What to work on:
Across all the entries, tally the lines holding the word "CreateProject", and give the number by itself.

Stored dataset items

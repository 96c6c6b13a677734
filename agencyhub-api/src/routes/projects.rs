/// Project endpoints
///
/// - `GET /api/projects?status=&client_id=&limit=&offset=` - `projects:read`
/// - `POST /api/projects` - `projects:write`
/// - `GET|PUT|DELETE /api/projects/:id` - read / write / write
///
/// A referenced client must belong to the caller's organization, and a due
/// date may not precede the start date.

use crate::{
    app::AppState,
    error::{ApiError, ApiResult},
    extract::{ApiPath, ApiQuery, ValidatedJson},
    response::ApiResponse,
    routes::ensure_client_in_org,
};
use agencyhub_shared::{
    auth::{authorization::require_permission, middleware::AuthContext, permissions::Permission},
    events::ActivityKind,
    models::{
        project::{dates_in_order, CreateProject, Project, ProjectFilter, UpdateProject},
        Page,
    },
};
use axum::{extract::State, Extension};
use uuid::Uuid;

fn not_found() -> ApiError {
    ApiError::NotFound("Project not found".to_string())
}

fn dates_out_of_order() -> ApiError {
    ApiError::invalid_field("due_date", "Due date must not be before the start date")
}

pub async fn list_projects(
    State(state): State<AppState>,
    Extension(auth): Extension<AuthContext>,
    ApiQuery(filter): ApiQuery<ProjectFilter>,
    ApiQuery(page): ApiQuery<Page>,
) -> ApiResult<ApiResponse<Vec<Project>>> {
    require_permission(&state.db, &auth, Permission::ProjectsRead).await?;

    let projects = Project::list(&state.db, auth.organization_id, &filter, page).await?;
    Ok(ApiResponse::ok(projects, "Projects retrieved"))
}

pub async fn create_project(
    State(state): State<AppState>,
    Extension(auth): Extension<AuthContext>,
    ValidatedJson(data): ValidatedJson<CreateProject>,
) -> ApiResult<ApiResponse<Project>> {
    require_permission(&state.db, &auth, Permission::ProjectsWrite).await?;

    if !data.dates_in_order() {
        return Err(dates_out_of_order());
    }
    ensure_client_in_org(&state.db, auth.organization_id, data.client_id).await?;

    let project = Project::create(&state.db, auth.organization_id, auth.user_id, data).await?;

    state.publish(&auth, ActivityKind::ProjectCreated, project.id);
    Ok(ApiResponse::created(project, "Project created"))
}

pub async fn get_project(
    State(state): State<AppState>,
    Extension(auth): Extension<AuthContext>,
    ApiPath(id): ApiPath<Uuid>,
) -> ApiResult<ApiResponse<Project>> {
    require_permission(&state.db, &auth, Permission::ProjectsRead).await?;

    let project = Project::find(&state.db, auth.organization_id, id)
        .await?
        .ok_or_else(not_found)?;
    Ok(ApiResponse::ok(project, "Project retrieved"))
}

pub async fn update_project(
    State(state): State<AppState>,
    Extension(auth): Extension<AuthContext>,
    ApiPath(id): ApiPath<Uuid>,
    ValidatedJson(data): ValidatedJson<UpdateProject>,
) -> ApiResult<ApiResponse<Project>> {
    require_permission(&state.db, &auth, Permission::ProjectsWrite).await?;

    let current = Project::find(&state.db, auth.organization_id, id)
        .await?
        .ok_or_else(not_found)?;
    if !dates_in_order(
        data.start_date.or(current.start_date),
        data.due_date.or(current.due_date),
    ) {
        return Err(dates_out_of_order());
    }
    ensure_client_in_org(&state.db, auth.organization_id, data.client_id).await?;

    let project = Project::update(&state.db, auth.organization_id, id, data)
        .await?
        .ok_or_else(not_found)?;

    state.publish(&auth, ActivityKind::ProjectUpdated, project.id);
    Ok(ApiResponse::ok(project, "Project updated"))
}

pub async fn delete_project(
    State(state): State<AppState>,
    Extension(auth): Extension<AuthContext>,
    ApiPath(id): ApiPath<Uuid>,
) -> ApiResult<ApiResponse<()>> {
    require_permission(&state.db, &auth, Permission::ProjectsWrite).await?;

    if !Project::soft_delete(&state.db, auth.organization_id, id).await? {
        return Err(not_found());
    }

    state.publish(&auth, ActivityKind::ProjectDeleted, id);
    Ok(ApiResponse::ok((), "Project deleted"))
}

Expected answer:
2